━━ Data records
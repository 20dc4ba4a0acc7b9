//! Write buffer for encoding frame data

use bytes::{BufMut, Bytes, BytesMut};

/// A buffer for writing frame data
#[derive(Debug)]
pub struct WriteBuffer {
    /// The underlying byte buffer
    data: BytesMut,
}

impl WriteBuffer {
    /// Create a new WriteBuffer with default capacity
    pub fn new() -> Self {
        Self::with_capacity(256)
    }

    /// Create a new WriteBuffer with specified capacity
    pub fn with_capacity(capacity: usize) -> Self {
        Self {
            data: BytesMut::with_capacity(capacity),
        }
    }

    /// Get the current length of data in the buffer
    #[inline]
    pub fn len(&self) -> usize {
        self.data.len()
    }

    /// Check if the buffer is empty
    #[inline]
    pub fn is_empty(&self) -> bool {
        self.data.is_empty()
    }

    /// Get the buffer contents as a byte slice
    pub fn as_slice(&self) -> &[u8] {
        &self.data
    }

    /// Freeze the buffer into immutable Bytes
    pub fn freeze(self) -> Bytes {
        self.data.freeze()
    }

    /// Write raw bytes
    pub fn write_bytes(&mut self, bytes: &[u8]) {
        self.data.extend_from_slice(bytes);
    }

    /// Write a 32-bit unsigned integer in little-endian format
    pub fn write_u32_le(&mut self, value: u32) {
        self.data.put_u32_le(value);
    }

    /// Write a 64-bit unsigned integer in little-endian format
    pub fn write_u64_le(&mut self, value: u64) {
        self.data.put_u64_le(value);
    }
}

impl Default for WriteBuffer {
    fn default() -> Self {
        Self::new()
    }
}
━━━━
■ **What you should do**
All the records are to be transcribed exactly, with no line missing.

■ **Answer to this exercise**
repository 20dc4ba4a0acc7b9
//! Write buffer for encoding frame data

use bytes::{BufMut, Bytes, BytesMut};

/// A buffer for writing frame data
#[derive(Debug)]
pub struct WriteBuffer {
    /// The underlying byte buffer
    data: BytesMut,
}

impl WriteBuffer {
    /// Create a new WriteBuffer with default capacity
    pub fn new() -> Self {
        Self::with_capacity(256)
    }

    /// Create a new WriteBuffer with specified capacity
    pub fn with_capacity(capacity: usize) -> Self {
        Self {
            data: BytesMut::with_capacity(capacity),
        }
    }

    /// Get the current length of data in the buffer
    #[inline]
    pub fn len(&self) -> usize {
        self.data.len()
    }

    /// Check if the buffer is empty
    #[inline]
    pub fn is_empty(&self) -> bool {
        self.data.is_empty()
    }

    /// Get the buffer contents as a byte slice
    pub fn as_slice(&self) -> &[u8] {
        &self.data
    }

    /// Freeze the buffer into immutable Bytes
    pub fn freeze(self) -> Bytes {
        self.data.freeze()
    }

    /// Write raw bytes
    pub fn write_bytes(&mut self, bytes: &[u8]) {
        self.data.extend_from_slice(bytes);
    }

    /// Write a 32-bit unsigned integer in little-endian format
    pub fn write_u32_le(&mut self, value: u32) {
        self.data.put_u32_le(value);
    }

    /// Write a 64-bit unsigned integer in little-endian format
    pub fn write_u64_le(&mut self, value: u64) {
        self.data.put_u64_le(value);
    }
}

impl Default for WriteBuffer {
    fn default() -> Self {
        Self::new()
    }
}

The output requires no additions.